It is worth more than all money to have the capacity, the power, the will to see the bright side of things, to possess the assurance that there is a veritable and persisting bright side of things, when the mind is gloomed by physical weakness and the heart is conscious only of languor and distress. At such a dull time even a long-established habit may desert us; with our faculties clouded and obscured we are tempted to doubt the entire philosophy of our former life; we sink down into the sheets of discomfort, and roll our heads restlessly on the pillow of discontent; we almost extract a morbid satisfaction from the fuliginous surrenderings of pessimism. Mrs. Gummidge at our bedside might be as unwelcome as Eliphaz the Temanite, Bildad the Shuhite, or Zophar the Naamathite; but there is a Widow in the soul of all men as mournful and lugubrious as the tearful sister of Mr. Peggotty, and in our weakness it is often this dismal self-comforter we are disposed to summon to our aid. "My soul is weary of my life," cried Job; "I will leave my complaint upon myself; I will speak in the bitterness of my soul."

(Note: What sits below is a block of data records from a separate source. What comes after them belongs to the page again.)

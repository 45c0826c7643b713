//! Per-window routing state shared by every adapter.

use evbridge_core::event::{Activation, Point, PointerEvent, ScrollDelta, ScrollInput, Timestamp};
use evbridge_core::listener::WindowListener;
use evbridge_core::thread::UiThread;
use evbridge_core::window::{NcHit, WindowAttributes, WindowHandle, WindowId};

use crate::dispatcher::Dispatcher;
use crate::filter;
use crate::gesture::{CaptureOwner, GestureArbiter, GestureKind, GestureState, GestureToken};
use crate::scroll::{ScrollPhase, ScrollPhaseTracker};
use crate::text_input::TextInputBridge;

/// A backend adapter bound to one native window.
///
/// Implementations convert one native event record at a time and forward the result to their
/// [`WindowContext`] before returning. They hold no event state of their own beyond what the
/// native coordinate and unit conversions need.
pub trait EventSource {
    /// The native event record.
    type Event;

    /// What the native event handler returns to the backend.
    type Response;

    fn handle_event(&mut self, event: Self::Event) -> Self::Response;

    fn context(&self) -> &WindowContext;

    fn context_mut(&mut self) -> &mut WindowContext;
}

/// Everything the bridge knows about one native window.
///
/// Owns the window's [`Dispatcher`] together with the state the routing stages keep between
/// events: the gesture arbiter, the scroll phase tracker, and the set of buttons held down.
#[derive(Debug)]
pub struct WindowContext {
    handle: WindowHandle,
    attributes: WindowAttributes,
    dispatcher: Dispatcher,
    arbiter: GestureArbiter,
    tracker: ScrollPhaseTracker,
    /// Bitmask of the buttons whose press was forwarded and whose release wasn't yet.
    pressed: u32,
    _thread: UiThread,
}

impl WindowContext {
    pub fn new(
        thread: UiThread,
        handle: WindowHandle,
        attributes: WindowAttributes,
        listener: Box<dyn WindowListener>,
    ) -> Self {
        tracing::debug!(window = ?handle.id(), ?attributes, "attaching window");
        Self {
            dispatcher: Dispatcher::new(handle.id(), listener),
            handle,
            attributes,
            arbiter: GestureArbiter::new(),
            tracker: ScrollPhaseTracker::new(),
            pressed: 0,
            _thread: thread,
        }
    }

    pub fn handle(&self) -> &WindowHandle {
        &self.handle
    }

    pub fn id(&self) -> WindowId {
        self.handle.id()
    }

    pub fn attributes(&self) -> &WindowAttributes {
        &self.attributes
    }

    pub fn dispatcher(&self) -> &Dispatcher {
        &self.dispatcher
    }

    /// Buttons currently held down, as a bitmask of [`MouseButton::mask`] values.
    ///
    /// [`MouseButton::mask`]: evbridge_core::event::MouseButton::mask
    pub fn pressed_buttons(&self) -> u32 {
        self.pressed
    }

    pub fn capture_owner(&self, kind: GestureKind) -> CaptureOwner {
        self.arbiter.owner(kind)
    }

    pub fn gesture_state(&self, kind: GestureKind) -> GestureState {
        self.arbiter.state(kind)
    }

    pub fn scroll_phase(&self) -> ScrollPhase {
        self.tracker.phase()
    }

    /// Route one pointer event.
    pub fn pointer(&mut self, event: PointerEvent) {
        self.arbiter.settle_lifted();

        if let (Activation::Synthetic, Some(button), true) =
            (event.activation, event.button, event.pressed)
        {
            if self.pressed & button.mask() == 0 {
                tracing::warn!(
                    window = ?self.id(),
                    ?button,
                    "double click reported without a preceding press; the click is lost"
                );
            }
        }

        let Some(event) = filter::filter(event) else {
            return;
        };

        if let Some(button) = event.button {
            if event.pressed {
                self.pressed |= button.mask();
            } else {
                self.pressed &= !button.mask();
            }
        }

        self.arbiter.pointer(&mut self.dispatcher, event, self.attributes.drag_gestures);
    }

    pub fn pointer_left(&mut self) {
        self.arbiter.settle_lifted();
        self.dispatcher.mouse_leave();
    }

    /// Route one scroll event that is not part of a scroll gesture.
    pub fn scroll(&mut self, input: ScrollInput) {
        self.arbiter.settle_lifted();
        if let Some(event) = self.tracker.track(input) {
            self.dispatcher.scroll(event);
        }
    }

    /// Open a scroll gesture. See [`GestureArbiter::begin_scroll`].
    pub fn begin_scroll_gesture(&mut self, position: Point) -> Option<GestureToken> {
        self.arbiter.begin_scroll(&mut self.dispatcher, position)
    }

    pub fn scroll_gesture_motion(
        &mut self,
        precise: bool,
        delta: ScrollDelta,
        timestamp: Timestamp,
    ) -> bool {
        self.arbiter.scroll_motion(precise, delta, timestamp)
    }

    pub fn lift_scroll_gesture(&mut self) -> bool {
        self.arbiter.lift_scroll()
    }

    pub fn start_momentum(&mut self) -> bool {
        self.arbiter.start_momentum()
    }

    pub fn end_scroll_gesture(&mut self) -> bool {
        self.arbiter.end_scroll()
    }

    /// Abort the active scroll gesture without completing it.
    pub fn cancel_scroll_gesture(&mut self) -> bool {
        self.arbiter.cancel(GestureKind::Scroll)
    }

    /// Settle a lifted scroll gesture that is still waiting for momentum.
    ///
    /// Hosts call this when the native event queue runs dry.
    pub fn flush_gestures(&mut self) {
        self.arbiter.settle_lifted();
    }

    /// Another window or the system took the pointer capture away.
    ///
    /// The releases of the buttons still held go to whoever holds the capture now, so they
    /// are forgotten here.
    pub fn capture_lost(&mut self) {
        self.pressed = 0;
        if self.arbiter.cancel(GestureKind::Drag) {
            tracing::debug!(window = ?self.id(), "pointer capture lost; drag cancelled");
        }
    }

    pub fn nc_hit_test(&mut self, position: Point) -> NcHit {
        self.dispatcher.nc_hit_test(position)
    }

    pub fn focus(&mut self, focused: bool) {
        if !focused {
            self.arbiter.cancel_all();
            self.pressed = 0;
        }
        self.dispatcher.focus(focused);
    }

    /// Returns `false` if the listener vetoed the close.
    pub fn close_requested(&mut self) -> bool {
        self.dispatcher.should_close()
    }

    /// The native window is going away. Active gestures are cancelled and the listener is
    /// detached.
    pub fn close(&mut self) {
        self.arbiter.cancel_all();
        self.tracker.reset();
        self.pressed = 0;
        self.dispatcher.closed();
    }

    pub fn resized(&mut self) {
        self.dispatcher.resized();
    }

    pub fn scale_factor_changed(&mut self) {
        self.dispatcher.scale_factor_changed();
    }

    pub fn update_ready(&mut self) {
        self.dispatcher.update_ready();
    }

    pub fn has_composing_context(&mut self) -> bool {
        self.dispatcher.text_input().is_some()
    }

    /// The text-input bridge, if the window has a composing context.
    pub fn text_input(&mut self) -> Option<TextInputBridge<'_>> {
        self.dispatcher.text_input().map(TextInputBridge::new)
    }
}

impl Drop for WindowContext {
    fn drop(&mut self) {
        self.arbiter.cancel_all();
    }
}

Now, there is not a wise doctor in the world, nor any man who truly knows himself, but will acknowledge and confess the enormous importance to physical recovery of mental well-being. The thing has become platitudinous, but remains as difficult as ever. If Christian Science on its physiological side had been an easy matter it would long ago have converted the world. The trouble is that obvious things are not always easy. It is obvious to the victim of alcoholic or nicotine poisoning that he would be infinitely better in health could he abjure alcohol or tobacco; he does not need to be philosophised or theologised into this conviction; he knows it better than his teachers. His necessity is a superadded force to the will within his soul which has lost the power of action. And so with the will of the sick person, who knows very well that if he could rid himself of dejection and heaviness his health would come back to him on swallows' wings. Obvious, palpable, more certain than to-morrow's sun; but how difficult, how hard, nay, sometimes how impossible! An honest man like Father Tyrrell confesses that in certain bouts with the flesh faith may desert us, even the religious faith of a life-time may fall in ruins round our naked soul.
I was once speaking on this subject to Sir Jesse Boot, telling him how hard I had found it to amuse and distract the mind of one of my children in the extreme weakness which fell upon her after an operation. I told him that I had searched my book-shelves for stories, histories, anthologies, and journeyings; that I had carried to the bedside piles of books which I thought the most suitable; and that I had read from these books day after day, succeeding for some few minutes at a time to interest the sick child, but ending almost in every case with failure and defeat. I found that humour could bore, that narrative could irritate, that essays could worry and perplex, that poetry could depress, and that wit could tease with its cleverness. Moreover, I found that one could not go straight to any anthology in existence without coming unexpectedly, and before one was aware of it, upon some passage so mournful or sad or pathetic that it undid at a sentence all the good which had been done by luckier reading. My friend, who is himself a great reader, and who has borne for some years a heavy burden of infirmity, agreed that cheerful reading is of immense help in sickness and also confessed that it is difficult to find any one book which ministers to a mind weakened by illness or tortured by insomnia.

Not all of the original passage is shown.